Le chômage est aujourd’hui un problème mondial car la croissance peut se faire sans recours à une main-d’œuvre humaine; les activités économiques les plus performantes recourent à la robotisation, ceci sans parler de la nouvelle philosophie de management public qui promeut la rationalisation des ressources et décourage le recrutement. Or un principe aussi vieux que le monde demeure toujours vrai : point de dignité sans travail.

Vous qui avez géré ailleurs des programmes de création d’emploi en faveur des jeunes, que devrons-nous faire? À votre avis, d’où viennent les difficultés que nous avons en matière d’emploi des jeunes?

D’abord, ce qu’il faut comprendre, c’est que le chômage chez les jeunes renvoi dans le cas d’un pays comme la Mauritanieà deux problématiques : celle de la création d’emploi et une autre qui concerne la transition entre la formation et le marché de l’emploi, et une question sous-jacente qui est l’adéquation entre le marché de l’éducation et celui du travail.

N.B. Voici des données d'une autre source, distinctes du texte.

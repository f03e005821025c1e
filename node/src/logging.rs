//! Structured logging initialisation for the Store service.
//!
//! Two output formats are supported:
//! - [`LogFormat::Human`]: readable lines for development.
//! - [`LogFormat::Json`]: newline-delimited JSON for log aggregation.
//!
//! The filter level can be overridden at runtime via the `RUST_LOG`
//! environment variable.  When `RUST_LOG` is not set, the caller-supplied
//! `level` string is used (e.g. `"info"`, `"debug,chainvote_verification=trace"`).

use std::str::FromStr;

use tracing_subscriber::{fmt, layer::SubscriberExt, util::SubscriberInitExt, EnvFilter};

use crate::NodeError;

/// Selects the output format for structured logs.
#[derive(Debug, Clone, Copy, PartialEq, Eq, Default)]
pub enum LogFormat {
    /// Pretty-printed output for local development.
    #[default]
    Human,
    /// Newline-delimited JSON for production and log aggregation pipelines.
    Json,
}

impl FromStr for LogFormat {
    type Err = NodeError;

    fn from_str(s: &str) -> Result<Self, Self::Err> {
        match s.trim().to_ascii_lowercase().as_str() {
            "human" | "pretty" | "text" => Ok(Self::Human),
            "json" => Ok(Self::Json),
            other => Err(NodeError::Config(format!("unknown log format: {other}"))),
        }
    }
}

/// Initialise the global tracing subscriber.
///
/// # Panics
///
/// Panics if a global subscriber has already been set (i.e. this function
/// was called twice in the same process).
pub fn init_logging(format: LogFormat, level: &str) {
    let filter =
        EnvFilter::try_from_default_env().unwrap_or_else(|_| EnvFilter::new(level));

    match format {
        LogFormat::Human => {
            tracing_subscriber::registry()
                .with(filter)
                .with(fmt::layer().with_target(true))
                .init();
        }
        LogFormat::Json => {
            tracing_subscriber::registry()
                .with(filter)
                .with(
                    fmt::layer()
                        .json()
                        .with_target(true)
                        .with_current_span(true),
                )
                .init();
        }
    }
}
#[tokio::test(start_paused = true)]
async fn confirmation_timeout_parks_and_rebegin_resumes_same_hash() {
    let rig = Rig::new().await;
    rig.ledger.hold_mining(true);

    let mut attempt = rig
        .orchestrator
        .begin_vote(&rig.session, &rig.election, CandidateId(2))
        .await
        .unwrap();
    let parked = attempt.wait_settled().await;
    let VoteState::ConfirmationTimedOut { tx } = parked else {
        panic!("expected parked attempt, got {parked:?}");
    };
    assert!(matches!(
        attempt.outcome().await,
        Err(VoteError::ConfirmationTimedOut(hash)) if hash == tx
    ));
    let entry = rig.journal.load(rig.user(), rig.election.id).unwrap().unwrap();
    assert_eq!(entry.tx_hash, Some(tx));
    assert_eq!(entry.stage, JournalStage::Submitted);

    rig.ledger.hold_mining(false);
    rig.ledger.advance(2);
    let mut resumed = rig
        .orchestrator
        .begin_vote(&rig.session, &rig.election, CandidateId(2))
        .await
        .unwrap();

    let done = resumed.wait_settled().await;
    assert!(matches!(done, VoteState::Recorded { tx: hash, .. } if hash == tx));
    assert_eq!(rig.signer.signatures(), 1);
    assert_eq!(rig.ledger.sends(), 1);
    assert_eq!(rig.journal_entries(), 0);
}

#[tokio::test(start_paused = true)]
async fn restart_resumes_journaled_attempt_without_resigning() {
    let dir = tempfile::tempdir().unwrap();
    let journal: Arc<dyn AttemptJournal> = Arc::new(FileJournal::open(dir.path()).unwrap());
    let rig = Rig::with_journal(journal).await;
    rig.ledger.hold_mining(true);

    let mut attempt = rig
        .orchestrator
        .begin_vote(&rig.session, &rig.election, CandidateId(1))
        .await
        .unwrap();
    let parked = attempt.wait_settled().await;
    assert!(matches!(parked, VoteState::ConfirmationTimedOut { .. }));

    // A fresh process: new orchestrator, journal reopened from disk.
    let reopened: Arc<dyn AttemptJournal> = Arc::new(FileJournal::open(dir.path()).unwrap());
    let restarted = rig.another_device(reopened.clone());
    rig.ledger.hold_mining(false);
    rig.ledger.advance(2);

    let mut handles = restarted.resume_pending(&rig.session).unwrap();
    assert_eq!(handles.len(), 1);
    let done = handles[0].wait_settled().await;

    assert!(matches!(done, VoteState::Recorded { .. }));
    assert_eq!(done.tx_hash(), parked.tx_hash());
    assert_eq!(rig.signer.signatures(), 1);
    assert!(reopened.list(rig.user()).unwrap().is_empty());
    assert_eq!(rig.store.count_vote_records(rig.election.id).unwrap(), 1);
}

#[tokio::test(start_paused = true)]
async fn unsigned_journal_entry_is_discarded_on_resume() {
    let rig = Rig::new().await;
    rig.signer.set_behavior(SignerBehavior::WaitForApproval);
    rig.orchestrator
        .begin_vote(&rig.session, &rig.election, CandidateId(1))
        .await
        .unwrap();
    assert_eq!(rig.journal_entries(), 1);

    let restarted = rig.another_device(rig.journal.clone());
    let handles = restarted.resume_pending(&rig.session).unwrap();

    assert!(handles.is_empty());
    assert_eq!(rig.journal_entries(), 0);
}

#[tokio::test(start_paused = true)]
async fn two_devices_voting_at_once_leave_one_record() {
    let rig = Rig::new().await;
    let other = rig.another_device(Arc::new(MemoryJournal::new()));

    let mut a = rig
        .orchestrator
        .begin_vote(&rig.session, &rig.election, CandidateId(1))
        .await
        .unwrap();
    let mut b = other
        .begin_vote(&rig.session, &rig.election, CandidateId(2))
        .await
        .unwrap();

    let mut names = vec![a.wait_settled().await.name(), b.wait_settled().await.name()];
    names.sort();

    assert_eq!(names, vec!["already_voted", "recorded"]);
    assert_eq!(rig.store.count_vote_records(rig.election.id).unwrap(), 1);
    assert_eq!(rig.tally().iter().sum::<u64>(), 1);
    assert_eq!(
        rig.ledger.vote_count(rig.election.id, CandidateId(1))
            + rig.ledger.vote_count(rig.election.id, CandidateId(2)),
        1
    );
}

#[tokio::test(start_paused = true)]
async fn verifying_twice_answers_duplicate() {
    let rig = Rig::new().await;
    let mut attempt = rig
        .orchestrator
        .begin_vote(&rig.session, &rig.election, CandidateId(1))
        .await
        .unwrap();
    let VoteState::Recorded { tx, .. } = attempt.wait_settled().await else {
        panic!("vote not recorded");
    };

    let claim = chainvote_types::VoteClaim {
        transaction_hash: tx,
        election_id: rig.election.id,
        candidate_id: CandidateId(1),
    };
    let again = rig.verifier.verify_vote(rig.user(), &claim).await.unwrap();

    assert_eq!(again, VerifyStatus::Duplicate);
    assert_eq!(rig.store.count_vote_records(rig.election.id).unwrap(), 1);
    assert!(rig.store.user_for_token("tok-alice").unwrap().is_some());
}
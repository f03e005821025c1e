//! Mirroring election state from the ledger into the Store.

use std::sync::Arc;

use chainvote_ledger::LedgerClient;
use chainvote_store::{ElectionStore, Store, StoreError};
use chainvote_types::{Election, ElectionId};
use tracing::{debug, info};

use crate::VerifyError;

/// Pulls finalized election state from the ledger into the Store cache.
#[derive(Clone)]
pub struct ElectionSync {
    ledger: LedgerClient,
    store: Arc<dyn Store>,
}

impl ElectionSync {
    pub fn new(ledger: LedgerClient, store: Arc<dyn Store>) -> Self {
        Self { ledger, store }
    }

    /// Refresh one election from the ledger, keeping off-chain metadata the
    /// ledger leaves empty. A cached closed flag is never cleared.
    pub async fn sync_election(&self, id: ElectionId) -> Result<Election, VerifyError> {
        let snap = self
            .ledger
            .read_election_state(id)
            .await?
            .ok_or(VerifyError::UnknownElection(id))?;

        let election = match self.store.get_election(id)? {
            Some(mut cached) => {
                cached.merge_ledger_state(&snap.basic, snap.candidates, snap.block);
                cached
            }
            None => {
                let mut fresh = Election::from_basic(snap.basic, snap.candidates);
                fresh.tally_block = snap.block;
                fresh
            }
        };
        self.store.put_election(&election)?;
        info!(election = %id, closed = election.closed, votes = election.total_votes(), "election synced");
        Ok(election)
    }

    /// Mark an election closed in the Store, but only once the ledger itself
    /// reports it closed.
    pub async fn mirror_close(&self, id: ElectionId) -> Result<Election, VerifyError> {
        let election = self.sync_election(id).await?;
        if !election.closed {
            return Err(VerifyError::StillOpenOnLedger(id));
        }
        self.store.mark_closed(id)?;
        info!(election = %id, "election close mirrored");
        Ok(election)
    }

    /// Replace the cached tally with finalized ledger counts, unless a
    /// concurrent refresh already stored counts from a later block.
    pub async fn refresh_tally(&self, id: ElectionId) -> Result<(), VerifyError> {
        let (block, candidates) = self
            .ledger
            .read_tally(id)
            .await?
            .ok_or(VerifyError::UnknownElection(id))?;
        match self.store.update_tally(id, &candidates, block) {
            Ok(true) => {
                debug!(election = %id, block, "tally refreshed");
                Ok(())
            }
            Ok(false) => {
                debug!(election = %id, block, "newer tally already cached");
                Ok(())
            }
            Err(StoreError::NotFound(_)) => self.sync_election(id).await.map(|_| ()),
            Err(e) => Err(e.into()),
        }
    }
}
//! Timestamp type and the clock abstraction.
//!
//! Timestamps are Unix epoch seconds (UTC). Election windows, vote records and
//! journal entries all use this type.

use serde::{Deserialize, Serialize};
use std::fmt;
use std::time::{SystemTime, UNIX_EPOCH};

/// A Unix timestamp in seconds since epoch (UTC).
#[derive(Clone, Copy, Debug, PartialEq, Eq, PartialOrd, Ord, Hash, Serialize, Deserialize)]
#[serde(transparent)]
pub struct Timestamp(u64);

impl Timestamp {
    /// The epoch (time zero).
    pub const EPOCH: Self = Self(0);

    pub fn new(secs: u64) -> Self {
        Self(secs)
    }

    /// Get the current system time as a `Timestamp`.
    ///
    /// A system clock set before 1970 reads as the epoch.
    pub fn now() -> Self {
        let secs = SystemTime::now()
            .duration_since(UNIX_EPOCH)
            .map(|d| d.as_secs())
            .unwrap_or(0);
        Self(secs)
    }

    pub fn as_secs(&self) -> u64 {
        self.0
    }

    /// Seconds elapsed since this timestamp (relative to `now`).
    pub fn elapsed_since(&self, now: Timestamp) -> u64 {
        now.0.saturating_sub(self.0)
    }
}

impl fmt::Display for Timestamp {
    fn fmt(&self, f: &mut fmt::Formatter<'_>) -> fmt::Result {
        write!(f, "{}s", self.0)
    }
}

/// Source of the current time.
///
/// Production code uses [`SystemClock`]; tests swap in
/// `chainvote_nullables::NullClock`.
pub trait Clock: Send + Sync {
    fn now(&self) -> Timestamp;
}

/// Wall-clock time.
#[derive(Clone, Copy, Debug, Default)]
pub struct SystemClock;

impl Clock for SystemClock {
    fn now(&self) -> Timestamp {
        Timestamp::now()
    }
}
//! Prometheus metrics for the Store API.
//!
//! [`ApiMetrics`] owns a dedicated [`Registry`] that `GET /metrics` encodes
//! into the Prometheus text exposition format.

use prometheus::{
    register_histogram_with_registry, register_int_counter_vec_with_registry,
    register_int_counter_with_registry, Encoder, Histogram, HistogramOpts, IntCounter,
    IntCounterVec, Opts, Registry, TextEncoder,
};

pub struct ApiMetrics {
    /// The Prometheus registry that owns every metric below.
    pub registry: Registry,

    // ── Counters ────────────────────────────────────────────────────────
    /// Verification requests received, whatever their outcome.
    pub verify_requests: IntCounter,
    /// Verifications that created a vote record.
    pub votes_recorded: IntCounter,
    /// Verifications answered with `duplicate`.
    pub votes_duplicate: IntCounter,
    /// Verifications refused, labelled by error code.
    pub verify_rejected: IntCounterVec,

    // ── Histograms ──────────────────────────────────────────────────────
    /// Time spent verifying one claim, in milliseconds.
    pub verify_latency_ms: Histogram,
}

impl ApiMetrics {
    pub fn new() -> Self {
        let registry = Registry::new();

        let verify_requests = register_int_counter_with_registry!(
            Opts::new(
                "chainvote_verify_requests_total",
                "Vote verification requests received"
            ),
            registry
        )
        .expect("failed to register verify_requests counter");

        let votes_recorded = register_int_counter_with_registry!(
            Opts::new("chainvote_votes_recorded_total", "Vote records created"),
            registry
        )
        .expect("failed to register votes_recorded counter");

        let votes_duplicate = register_int_counter_with_registry!(
            Opts::new(
                "chainvote_votes_duplicate_total",
                "Verifications answered as duplicate"
            ),
            registry
        )
        .expect("failed to register votes_duplicate counter");

        let verify_rejected = register_int_counter_vec_with_registry!(
            Opts::new(
                "chainvote_verify_rejected_total",
                "Verifications refused, by error code"
            ),
            &["code"],
            registry
        )
        .expect("failed to register verify_rejected counter");

        // 1 ms → ~16 s; covers a ledger round trip plus retries.
        let verify_latency_ms = register_histogram_with_registry!(
            HistogramOpts::new(
                "chainvote_verify_latency_ms",
                "Vote verification latency in milliseconds"
            )
            .buckets(prometheus::exponential_buckets(1.0, 2.0, 15).expect("valid buckets")),
            registry
        )
        .expect("failed to register verify_latency_ms histogram");

        Self {
            registry,
            verify_requests,
            votes_recorded,
            votes_duplicate,
            verify_rejected,
            verify_latency_ms,
        }
    }

    /// Text exposition of every registered metric.
    pub fn encode(&self) -> Result<String, prometheus::Error> {
        let mut buf = Vec::new();
        TextEncoder::new().encode(&self.registry.gather(), &mut buf)?;
        String::from_utf8(buf).map_err(|e| prometheus::Error::Msg(e.to_string()))
    }
}

impl Default for ApiMetrics {
    fn default() -> Self {
        Self::new()
    }
}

Ma thèse porte d’ailleurs un peu là-dessus (http://www.uqar.ca/uqar-info/luqar-favorise-la-socialisation-des-immigrants/). Plusieurs jeunes mauritaniens sortent de l’université avec beaucoup de savoir théorique mais sans savoir-faire pratique à faire valoir alors que tous les emplois demandent une première expérience professionnelle et des compétences spécifiques.

Ne parlons même pas de la discordance entre les formations offertes et les besoins du marché. Pour faire face à cette problématique, j’avais par exemple aidé la municipalité de Québec à mettre en place un programme d’emploi qualifiéafin d’aider les jeunes à avoir cette première expérience d’emploi tant demandée par les entreprises ainsi que le savoir-faire pratique nécessaire pour garder un emploi. Ce programme avait été un franc succès puisque plus de huit jeunes sur dix finissaient par être embauchés chez l’employeur les ayant accueillis lors du stage de six mois (http://ccfcquebec.wordpress.com/2010/01/29/colloque-integration-main-d-oeuvre-immigrante/).

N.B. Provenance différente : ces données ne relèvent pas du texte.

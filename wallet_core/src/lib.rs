//! Voter-side half of the vote pipeline.
//!
//! - [`VoteOrchestrator`]: one in-flight attempt per (user, election), driven
//!   from signature through ledger confirmation to Store verification
//! - [`WalletSigner`]: the key custodian that approves and signs, with a
//!   keystore-backed [`LocalSigner`]
//! - [`StoreClient`]: the Verification Client for the Store HTTP API
//! - [`AttemptJournal`]: durable record of in-flight attempts so a restart
//!   resumes from the transaction hash instead of signing again

pub mod error;
pub mod journal;
pub mod keystore;
pub mod orchestrator;
pub mod session;
pub mod signer;
pub mod store_client;

pub use error::{JournalError, SignerError, VerificationClientError, VoteError};
pub use journal::{AttemptJournal, FileJournal, JournalStage, MemoryJournal, PersistedAttempt};
pub use keystore::{decrypt_keystore, encrypt_keystore, load_keystore, save_keystore, KeystoreFile};
pub use orchestrator::{
    AttemptKey, OrchestratorConfig, RejectReason, VoteAttempt, VoteOrchestrator, VoteState,
};
pub use session::Session;
pub use signer::{LocalSigner, SignerIdentity, WalletSigner};
pub use store_client::{StoreClient, VerificationApi};
use chainvote_ledger::LedgerError;
use chainvote_store::StoreError;
use chainvote_types::{ElectionId, ErrorCode, TxHash};
use thiserror::Error;

#[derive(Debug, Error)]
pub enum VerifyError {
    #[error("unknown user")]
    UnknownUser,

    #[error("no wallet address is linked to this account")]
    WalletNotLinked,

    #[error("transaction {0} is not confirmed yet")]
    NotConfirmed(TxHash),

    #[error("transaction reverted: {0}")]
    TransactionReverted(String),

    #[error("receipt does not match the claim: {0}")]
    ReceiptMismatch(String),

    #[error("election {0} not found")]
    UnknownElection(ElectionId),

    #[error("election {0} is still open on the ledger")]
    StillOpenOnLedger(ElectionId),

    #[error("ledger unavailable: {0}")]
    Ledger(#[from] LedgerError),

    #[error("store error: {0}")]
    Store(#[from] StoreError),
}

impl VerifyError {
    /// The wire code reported to clients.
    pub fn code(&self) -> ErrorCode {
        match self {
            Self::UnknownUser => ErrorCode::Unauthorized,
            Self::WalletNotLinked => ErrorCode::WalletNotLinked,
            Self::NotConfirmed(_) => ErrorCode::NotConfirmed,
            Self::TransactionReverted(_) => ErrorCode::TransactionReverted,
            Self::ReceiptMismatch(_) => ErrorCode::ReceiptMismatch,
            Self::UnknownElection(_) => ErrorCode::NotFound,
            Self::StillOpenOnLedger(_) => ErrorCode::BadRequest,
            Self::Ledger(_) => ErrorCode::LedgerUnavailable,
            Self::Store(_) => ErrorCode::Internal,
        }
    }

    /// Whether a later pass over the same claim may succeed.
    pub fn is_retryable(&self) -> bool {
        matches!(self, Self::NotConfirmed(_))
            || matches!(self, Self::Ledger(e) if e.is_transient())
    }
}
//! Identifier newtypes.

use serde::{Deserialize, Serialize};
use std::fmt;

/// Ledger-assigned election identifier, monotonically increasing within the contract.
#[derive(Clone, Copy, Debug, PartialEq, Eq, Hash, PartialOrd, Ord, Serialize, Deserialize)]
#[serde(transparent)]
pub struct ElectionId(pub u64);

/// Ledger-assigned candidate identifier, unique within one election (1-based).
#[derive(Clone, Copy, Debug, PartialEq, Eq, Hash, PartialOrd, Ord, Serialize, Deserialize)]
#[serde(transparent)]
pub struct CandidateId(pub u64);

/// Opaque identifier of a Store user account.
#[derive(Clone, Debug, PartialEq, Eq, Hash, PartialOrd, Ord, Serialize, Deserialize)]
#[serde(transparent)]
pub struct UserId(pub String);

impl ElectionId {
    pub fn as_u64(&self) -> u64 {
        self.0
    }
}

impl CandidateId {
    pub fn as_u64(&self) -> u64 {
        self.0
    }
}

impl UserId {
    pub fn new(id: impl Into<String>) -> Self {
        Self(id.into())
    }

    pub fn as_str(&self) -> &str {
        &self.0
    }
}

impl fmt::Display for ElectionId {
    fn fmt(&self, f: &mut fmt::Formatter<'_>) -> fmt::Result {
        write!(f, "{}", self.0)
    }
}

impl fmt::Display for CandidateId {
    fn fmt(&self, f: &mut fmt::Formatter<'_>) -> fmt::Result {
        write!(f, "{}", self.0)
    }
}

impl fmt::Display for UserId {
    fn fmt(&self, f: &mut fmt::Formatter<'_>) -> fmt::Result {
        f.write_str(&self.0)
    }
}

impl From<&str> for UserId {
    fn from(s: &str) -> Self {
        Self(s.to_string())
    }
}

Évidemment, il y a aussi toutes les questions d’employabilité à considérer, c’est-à-dire les techniques de recherche d’emploi, de rédaction des cv, de préparation des entrevues d’embauche et de valorisation du parcours académique ou professionnel. Il est nécessaire de mettre en place et de former des organismes qui vont aider les jeunes sur ce plan car plusieurs sont au désarroi lorsqu’ils sortent de la formation. Il faut aussi des programmes spécifiques pour les clientèles les plus en difficulté d’insertion.

À Québec, c’était les immigrants et les jeunes diplômés et nous avions pu développer un plan d’action spécifique en direction de ces clientèles qui a recueilli rapidement l’adhésion des employeurs : (voir le lien suivant pour la couverture médiatique de cet évènement : http://www.lapresse.ca/le-soleil/actualites/societe/200908/18/01-893693-immigration-quebec-charme-davantage.php).

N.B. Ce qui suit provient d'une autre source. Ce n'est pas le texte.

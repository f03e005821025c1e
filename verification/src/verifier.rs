//! Receipt re-validation and the idempotent record insert.

use std::sync::Arc;

use chainvote_ledger::LedgerClient;
use chainvote_store::{
    InsertOutcome, PendingClaim, PendingClaimStore, Store, UserStore, VoteRecordStore,
};
use chainvote_types::{
    Clock, TransactionReceipt, UserId, VerifyStatus, VoteClaim, VoteRecord, VoterAddress,
};
use chainvote_utils::tracing_spans::verify_span;
use tracing::{info, warn, Instrument};

use crate::{ElectionSync, VerifyError};

/// Verifies vote claims against the ledger and records them exactly once.
pub struct VoteVerifier {
    ledger: LedgerClient,
    store: Arc<dyn Store>,
    clock: Arc<dyn Clock>,
    sync: ElectionSync,
}

impl VoteVerifier {
    pub fn new(ledger: LedgerClient, store: Arc<dyn Store>, clock: Arc<dyn Clock>) -> Self {
        let sync = ElectionSync::new(ledger.clone(), store.clone());
        Self {
            ledger,
            store,
            clock,
            sync,
        }
    }

    pub fn store(&self) -> &Arc<dyn Store> {
        &self.store
    }

    pub fn election_sync(&self) -> &ElectionSync {
        &self.sync
    }

    /// Verify `claim` on behalf of `user` and record the vote.
    ///
    /// Claims that fail for a transient reason are parked for the
    /// reconciler before the error is returned.
    pub async fn verify_vote(
        &self,
        user: &UserId,
        claim: &VoteClaim,
    ) -> Result<VerifyStatus, VerifyError> {
        let span = verify_span(user, &claim.transaction_hash.short());
        let result = self.check_claim(user, claim).instrument(span).await;
        if let Err(e) = &result {
            if e.is_retryable() {
                self.park(user, claim, e);
            }
        }
        result
    }

    /// One verification pass without parking. Used directly by the reconciler.
    pub async fn check_claim(
        &self,
        user: &UserId,
        claim: &VoteClaim,
    ) -> Result<VerifyStatus, VerifyError> {
        let profile = self
            .store
            .get_user(user)?
            .ok_or(VerifyError::UnknownUser)?;
        let wallet = profile.wallet.ok_or(VerifyError::WalletNotLinked)?;

        if self
            .store
            .get_vote_record(user, claim.election_id)?
            .is_some()
        {
            info!(%user, election = %claim.election_id, "vote already recorded");
            return Ok(VerifyStatus::Duplicate);
        }

        let receipt = self
            .ledger
            .final_receipt(&claim.transaction_hash)
            .await?
            .ok_or(VerifyError::NotConfirmed(claim.transaction_hash))?;

        let record = self.derive_record(user, &wallet, claim, &receipt)?;

        match self.store.insert_vote_record(&record)? {
            InsertOutcome::Inserted => {
                info!(
                    %user,
                    election = %record.election_id,
                    candidate = %record.candidate_id,
                    tx = %record.transaction_hash.short(),
                    "vote recorded"
                );
                if let Err(e) = self.sync.refresh_tally(record.election_id).await {
                    warn!(election = %record.election_id, error = %e, "tally refresh failed");
                }
                Ok(VerifyStatus::Recorded)
            }
            InsertOutcome::Duplicate(_) => {
                info!(%user, election = %record.election_id, "concurrent insert lost, duplicate");
                Ok(VerifyStatus::Duplicate)
            }
            InsertOutcome::TxAlreadyUsed(other) => Err(VerifyError::ReceiptMismatch(format!(
                "transaction already backs the vote of {}",
                other.user_id
            ))),
        }
    }

    /// Build the record from the receipt alone. Claim fields only have to agree.
    fn derive_record(
        &self,
        user: &UserId,
        wallet: &VoterAddress,
        claim: &VoteClaim,
        receipt: &TransactionReceipt,
    ) -> Result<VoteRecord, VerifyError> {
        if receipt.transaction_hash != claim.transaction_hash {
            return Err(VerifyError::ReceiptMismatch(
                "receipt is for a different transaction".into(),
            ));
        }
        if let Some(reason) = receipt.revert_reason() {
            return Err(VerifyError::TransactionReverted(reason.to_string()));
        }
        if &receipt.from != wallet {
            return Err(VerifyError::ReceiptMismatch(format!(
                "sent by {}, not the linked wallet {wallet}",
                receipt.from
            )));
        }
        let (election_id, candidate_id) = receipt.vote_by(wallet).ok_or_else(|| {
            VerifyError::ReceiptMismatch("no vote by the linked wallet in this transaction".into())
        })?;
        if election_id != claim.election_id || candidate_id != claim.candidate_id {
            return Err(VerifyError::ReceiptMismatch(format!(
                "receipt votes for candidate {candidate_id} in election {election_id}"
            )));
        }

        Ok(VoteRecord {
            user_id: user.clone(),
            election_id,
            candidate_id,
            transaction_hash: receipt.transaction_hash,
            voter: wallet.clone(),
            block_number: receipt.block_number,
            recorded_at: self.clock.now(),
        })
    }

    fn park(&self, user: &UserId, claim: &VoteClaim, error: &VerifyError) {
        let pending = PendingClaim {
            user_id: user.clone(),
            claim: claim.clone(),
            attempts: 1,
            first_seen: self.clock.now(),
            last_error: error.to_string(),
        };
        let already_parked = self
            .store
            .pending_claims()
            .map(|claims| {
                claims
                    .iter()
                    .any(|p| p.claim.transaction_hash == claim.transaction_hash)
            })
            .unwrap_or(false);
        if already_parked {
            return;
        }
        match self.store.park_claim(&pending) {
            Ok(()) => info!(%user, tx = %claim.transaction_hash.short(), "claim parked for reconciliation"),
            Err(e) => warn!(%user, error = %e, "failed to park claim"),
        }
    }
}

Le problème n’est pas seulement l’accès aux emplois existant mais l’économie mauritanienne ne crée pas d’emplois. Comment créer ces emplois avant même d’aider les jeunes à les occuper?

Le manque d’emplois est en effet la cause principale du chômage chez les jeunes en Mauritanie comme dans plusieurs autres pays d’Afrique. C’est aujourd’huid’ailleursun casse-tête mondial pour de grandes économies comme les États-Unis, le Japon, la France, sans parler de pays comme l’Espagne, l’Italie, la Grèce, etc.

Pour le cas de la Mauritanie, par contre, ce n’est pas une fatalité et les choses peuvent être inversées. En effet, quand onregarde de près, on voit que nous exportons plusieurs ressources comme le pétrole, le fer, le poisson, l’or, etc. Après avoir voyagé au Centre de l’économie mondiale, ces matières nous reviennent sous forme de produits finis à des prix inaccessibles.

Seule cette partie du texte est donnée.